Дедех поклонился в сторону Лонцано, Мелек похлопал глазами, глядя на Роба, и дервиши пошли своей дорогой.
— Идемте! — сказал своим Лонцано. Евреи побрели, тяжело переставляя ноги, словно знали, что их ожидает. Ризе был убогим поселком. Желтые псы выскакивали на улицу и лаяли на прохожих. Они проходили мимо хихикающих ребятишек с воспаленными глазами; женщина неопрятного вида что-то готовила на костре, двое мужчин дремали в тени рядышком, словно любовники. Один старик плюнул, глядя на приезжих.
— Главный доход они получают от продажи верховых и вьючных животных тем, кто приплывает на кораблях и направляется дальше через горы, — сказал Лонцано. — Лейб превосходно разбирается в лошадях, он их и купит нам всем.
Поэтому Роб отдал деньги Лейбу. Вскоре они подошли к хижине, рядом с которой находился большой загон с ослами и мулами. У хозяина было бельмо на глазу, а на левой руке не хватало мизинца и безымянного пальца, причем тот, кто их ампутировал, грубо выполнил свою работу. Но оставшиеся обрубки позволяли человеку удерживать недоуздки, подводя животных к Лейбу для осмотра.
Лейб не торговался и не суетился. Часто казалось, что он почти и не смотрит ни на ослов, ни на мулов. Иногда же задерживался, внимательно оглядывая зубы, глаза, бабки и копыта. Он сказал, что купит только одного мула, и продавец задохнулся от возмущения.
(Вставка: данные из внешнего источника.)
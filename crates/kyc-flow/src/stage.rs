//! # Observable Progress Stages
//!
//! Each flow role publishes its current stage on a watch channel every
//! time it transitions. Stages execute strictly in order with no backward
//! transitions; observers (a UI, a test) subscribe and see the latest
//! stage without ever blocking the flow.

use tokio::sync::watch;
use tracing::debug;

/// The stages of the initiating role, in execution order.
#[derive(Debug, Clone, Copy, PartialEq, Eq)]
pub enum InitiatorStage {
    /// Constructing the proposed kyc transaction.
    ConstructingOffer,
    /// Sending the proposal and awaiting the partially signed transaction.
    SendingOffer,
    /// Verifying signatures and contract constraints.
    Verifying,
    /// Signing the transaction with our private key.
    Signing,
    /// Obtaining the notary signature.
    Notarizing,
    /// Recording the transaction in the vault.
    Recording,
    /// Sending the fully signed transaction to the other party.
    SendingFinal,
}

impl InitiatorStage {
    /// Canonical stage name.
    pub fn name(&self) -> &'static str {
        match self {
            Self::ConstructingOffer => "CONSTRUCTING_OFFER",
            Self::SendingOffer => "SENDING_OFFER",
            Self::Verifying => "VERIFYING",
            Self::Signing => "SIGNING",
            Self::Notarizing => "NOTARIZING",
            Self::Recording => "RECORDING",
            Self::SendingFinal => "SENDING_FINAL",
        }
    }
}

/// The stages of the accepting role, in execution order.
#[derive(Debug, Clone, Copy, PartialEq, Eq)]
pub enum AcceptorStage {
    /// Awaiting the proposal from the initiator.
    ReceivingProposal,
    /// Re-deriving the transaction from the proposed state.
    GeneratingTransaction,
    /// Signing with our private key.
    Signing,
    /// Returning the partial transaction and awaiting the notarized one.
    Exchanging,
    /// Verifying signatures and contract constraints.
    Verifying,
    /// Recording the transaction in the vault.
    Recording,
}

impl AcceptorStage {
    /// Canonical stage name.
    pub fn name(&self) -> &'static str {
        match self {
            Self::ReceivingProposal => "RECEIVING_PROPOSAL",
            Self::GeneratingTransaction => "GENERATING_TRANSACTION",
            Self::Signing => "SIGNING",
            Self::Exchanging => "EXCHANGING",
            Self::Verifying => "VERIFYING",
            Self::Recording => "RECORDING",
        }
    }
}

impl std::fmt::Display for InitiatorStage {
    fn fmt(&self, f: &mut std::fmt::Formatter<'_>) -> std::fmt::Result {
        f.write_str(self.name())
    }
}

impl std::fmt::Display for AcceptorStage {
    fn fmt(&self, f: &mut std::fmt::Formatter<'_>) -> std::fmt::Result {
        f.write_str(self.name())
    }
}

/// Publisher side of a flow's stage feed.
#[derive(Debug)]
pub struct StageTracker<S> {
    sender: watch::Sender<S>,
}

impl<S: Copy + std::fmt::Display + Send + Sync + 'static> StageTracker<S> {
    /// A tracker starting at the given stage.
    pub fn new(initial: S) -> Self {
        let (sender, _) = watch::channel(initial);
        Self { sender }
    }

    /// Publish a transition. Observers that lag only ever see the latest
    /// value; the flow never blocks on them.
    pub fn set(&self, stage: S) {
        debug!(%stage, "flow stage");
        // No receivers is fine; stages are observability, not control.
        let _ = self.sender.send(stage);
    }

    /// Subscribe to stage transitions.
    pub fn subscribe(&self) -> watch::Receiver<S> {
        self.sender.subscribe()
    }
}

#[cfg(test)]
mod tests {
    use super::*;

    #[tokio::test]
    async fn subscriber_sees_latest_stage() {
        let tracker = StageTracker::new(InitiatorStage::ConstructingOffer);
        let rx = tracker.subscribe();
        tracker.set(InitiatorStage::SendingOffer);
        tracker.set(InitiatorStage::Verifying);
        assert_eq!(*rx.borrow(), InitiatorStage::Verifying);
    }

    #[test]
    fn publishing_without_subscribers_is_fine() {
        let tracker = StageTracker::new(AcceptorStage::ReceivingProposal);
        tracker.set(AcceptorStage::Recording);
    }

    #[test]
    fn stage_names() {
        assert_eq!(InitiatorStage::Notarizing.name(), "NOTARIZING");
        assert_eq!(AcceptorStage::Exchanging.to_string(), "EXCHANGING");
    }
}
— Этого недостаточно! — сердито воскликнул он, но когда Лейб, пожав плечами, повернулся уходить, мрачный хозяин остановил его и взял деньги за мула.
У другого барышника они купили трех животных. Третий долго смотрел на уже купленных ими животных, медленно кивнул и отделил от своего стада тех, которых они могли купить.